Il Pellegrinaggio Eucaristico Nazionale del 2026 si concluderà a Philadelphia la mattina del 5 luglio, con la messa finale alla Cattedrale Basilica dei Santi Pietro e Paolo, seguita dalla processione al Santuario Nazionale di San John Neumann. Ma la sua risonanza non si esaurirà con l'ultima benedizione. L'impatto di questo evento sarà misurato nei mesi e negli anni successivi, attraverso la persistenza del fervore eucaristico nelle diocesi attraversate, nella partecipazione alle iniziative di evangelizzazione che ne deriveranno, e soprattutto, nella capacità della Chiesa Cattolica americana di tradurre questo slancio in una rinnovata vitalità parrocchiale e in un impegno sociale più incisivo.
Il NEC ha già annunciato che i dati e le esperienze raccolte durante il pellegrinaggio saranno analizzati per informare future strategie pastorali. L'intenzione è quella di non lasciare che l'entusiasmo si disperda, ma di capitalizzare sull'onda emotiva e spirituale creata. Ci si aspetta la pubblicazione di documenti e studi sull'impatto del pellegrinaggio, con una serie di conferenze accademiche previste per la fine del 2026 e l'inizio del 2027, che approfondiranno i temi della fede eucaristica e dell'identità nazionale. Questi eventi post-pellegrinaggio saranno cruciali per consolidare l'eredità intellettuale e spirituale dell'iniziativa, cercando di trasformare un evento eccezionale in un catalizzatore di cambiamento duraturo.
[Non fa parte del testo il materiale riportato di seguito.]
//! Orbital elements data for solar system bodies (J2000 epoch).
//! Elements simplified from NASA JPL values for an educational viewer.

use super::kepler::KeplerOrbit;

/// Identifier for celestial bodies in the viewer.
#[derive(Clone, Copy, Debug, PartialEq, Eq, Hash)]
pub enum CelestialBodyId {
    Sun,
    Mercury,
    Venus,
    Earth,
    Mars,
    Jupiter,
    Saturn,
    Uranus,
    Neptune,
}

impl CelestialBodyId {
    /// All planets (not including the Sun)
    pub const PLANETS: &'static [CelestialBodyId] = &[
        CelestialBodyId::Mercury,
        CelestialBodyId::Venus,
        CelestialBodyId::Earth,
        CelestialBodyId::Mars,
        CelestialBodyId::Jupiter,
        CelestialBodyId::Saturn,
        CelestialBodyId::Uranus,
        CelestialBodyId::Neptune,
    ];

    /// Human-readable name
    pub fn name(&self) -> &'static str {
        match self {
            CelestialBodyId::Sun => "Sun",
            CelestialBodyId::Mercury => "Mercury",
            CelestialBodyId::Venus => "Venus",
            CelestialBodyId::Earth => "Earth",
            CelestialBodyId::Mars => "Mars",
            CelestialBodyId::Jupiter => "Jupiter",
            CelestialBodyId::Saturn => "Saturn",
            CelestialBodyId::Uranus => "Uranus",
            CelestialBodyId::Neptune => "Neptune",
        }
    }
}

/// Static data for a celestial body.
#[derive(Clone, Debug)]
pub struct CelestialBodyData {
    pub id: CelestialBodyId,
    /// Heliocentric orbit; `None` for the Sun, which sits at the origin.
    pub orbit: Option<KeplerOrbit>,
}

/// Build one table entry. The table is fixed at compile time, so an invalid
/// element set here is a data-entry defect and fails initialization.
fn planet_orbit(
    a: f64,
    e: f64,
    inclination: f64,
    ascending_node: f64,
    arg_periapsis: f64,
    mean_anomaly: f64,
    period: f64,
) -> KeplerOrbit {
    KeplerOrbit::from_elements(
        a,
        e,
        inclination,
        ascending_node,
        arg_periapsis,
        mean_anomaly,
        period,
    )
    .expect("J2000 element table entry must describe a valid bound orbit")
}

/// Get orbital data for a celestial body.
///
/// Element order per entry: semi-major axis (AU), eccentricity, inclination,
/// ascending node, argument of periapsis, mean anomaly at epoch (degrees),
/// orbital period (days).
pub fn get_body_data(id: CelestialBodyId) -> CelestialBodyData {
    let orbit = match id {
        CelestialBodyId::Sun => None,
        CelestialBodyId::Mercury => Some(planet_orbit(
            0.387098, 0.205630, 7.0049, 48.331, 29.124, 174.796, 87.969,
        )),
        CelestialBodyId::Venus => Some(planet_orbit(
            0.723332, 0.006772, 3.3947, 76.680, 54.884, 50.115, 224.701,
        )),
        CelestialBodyId::Earth => Some(planet_orbit(
            1.000000, 0.016710, 0.0000, -11.260, 114.207, 357.517, 365.256,
        )),
        CelestialBodyId::Mars => Some(planet_orbit(
            1.523679, 0.093400, 1.8506, 49.558, 286.503, 19.373, 686.980,
        )),
        CelestialBodyId::Jupiter => Some(planet_orbit(
            5.20260, 0.048498, 1.3033, 100.464, 273.867, 20.020, 4332.589,
        )),
        CelestialBodyId::Saturn => Some(planet_orbit(
            9.55491, 0.055508, 2.4852, 113.665, 339.392, 317.020, 10759.22,
        )),
        CelestialBodyId::Uranus => Some(planet_orbit(
            19.2184, 0.046295, 0.7730, 74.006, 96.998, 142.238, 30688.5,
        )),
        CelestialBodyId::Neptune => Some(planet_orbit(
            30.1104, 0.008988, 1.7700, 131.784, 272.846, 256.228, 60182.0,
        )),
    };

    CelestialBodyData { id, orbit }
}

/// Get data for all celestial bodies, Sun first.
pub fn all_bodies() -> Vec<CelestialBodyData> {
    let mut bodies = vec![get_body_data(CelestialBodyId::Sun)];
    for &id in CelestialBodyId::PLANETS {
        bodies.push(get_body_data(id));
    }
    bodies
}

/// Physical facts for the info panel.
#[derive(Clone, Debug)]
pub struct CelestialBodyFacts {
    /// Mass in Earth masses
    pub mass_earths: f64,
    /// Surface gravity in m/s²
    pub surface_gravity: f64,
    /// Mean temperature in °C
    pub mean_temperature_c: f64,
    /// Rotation period in hours; negative for retrograde rotation
    pub day_length_hours: f64,
    /// Number of known moons
    pub known_moons: u32,
    /// A brief fun fact about the body
    pub fact: &'static str,
}

/// Get info-panel facts for a body. The Sun has no entry.
pub fn get_facts(id: CelestialBodyId) -> Option<CelestialBodyFacts> {
    let facts = match id {
        CelestialBodyId::Sun => return None,
        CelestialBodyId::Mercury => CelestialBodyFacts {
            mass_earths: 0.055,
            surface_gravity: 3.7,
            mean_temperature_c: 167.0,
            day_length_hours: 1407.6,
            known_moons: 0,
            fact: "One day on Mercury equals 176 Earth days",
        },
        CelestialBodyId::Venus => CelestialBodyFacts {
            mass_earths: 0.815,
            surface_gravity: 8.87,
            mean_temperature_c: 464.0,
            day_length_hours: -5832.5,
            known_moons: 0,
            fact: "Venus rotates backwards and its day is longer than its year",
        },
        CelestialBodyId::Earth => CelestialBodyFacts {
            mass_earths: 1.0,
            surface_gravity: 9.8,
            mean_temperature_c: 15.0,
            day_length_hours: 24.0,
            known_moons: 1,
            fact: "The only known planet with life",
        },
        CelestialBodyId::Mars => CelestialBodyFacts {
            mass_earths: 0.107,
            surface_gravity: 3.71,
            mean_temperature_c: -65.0,
            day_length_hours: 24.6,
            known_moons: 2,
            fact: "Home to Olympus Mons, the largest volcano in the solar system",
        },
        CelestialBodyId::Jupiter => CelestialBodyFacts {
            mass_earths: 317.8,
            surface_gravity: 24.79,
            mean_temperature_c: -110.0,
            day_length_hours: 9.9,
            known_moons: 95,
            fact: "The Great Red Spot is a storm larger than Earth",
        },
        CelestialBodyId::Saturn => CelestialBodyFacts {
            mass_earths: 95.2,
            surface_gravity: 10.44,
            mean_temperature_c: -140.0,
            day_length_hours: 10.7,
            known_moons: 146,
            fact: "Saturn's rings are made of ice and rock, some pieces as large as houses",
        },
        CelestialBodyId::Uranus => CelestialBodyFacts {
            mass_earths: 14.5,
            surface_gravity: 8.69,
            mean_temperature_c: -195.0,
            day_length_hours: -17.2,
            known_moons: 28,
            fact: "Tilted on its side with vertical rings",
        },
        CelestialBodyId::Neptune => CelestialBodyFacts {
            mass_earths: 17.1,
            surface_gravity: 11.15,
            mean_temperature_c: -200.0,
            day_length_hours: 16.1,
            known_moons: 16,
            fact: "Has the fastest winds in the solar system at 2100 km/h",
        },
    };
    Some(facts)
}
Il 4 luglio 2026, mentre i cieli di Philadelphia si illumineranno con i fuochi d'artificio per celebrare la nascita della nazione, un'altra luce, quella dell'Adorazione Eucaristica, brillerà in silenzio. Sarà il culmine di un viaggio che ha osato chiedere: può una nazione, sotto Dio, riscoprire la sua anima in un'ostia consacrata? La risposta, come sempre, non risiede in un singolo evento, ma nel cammino continuo di ogni cuore, un passo dopo l'altro, lungo la strada infinita della fede.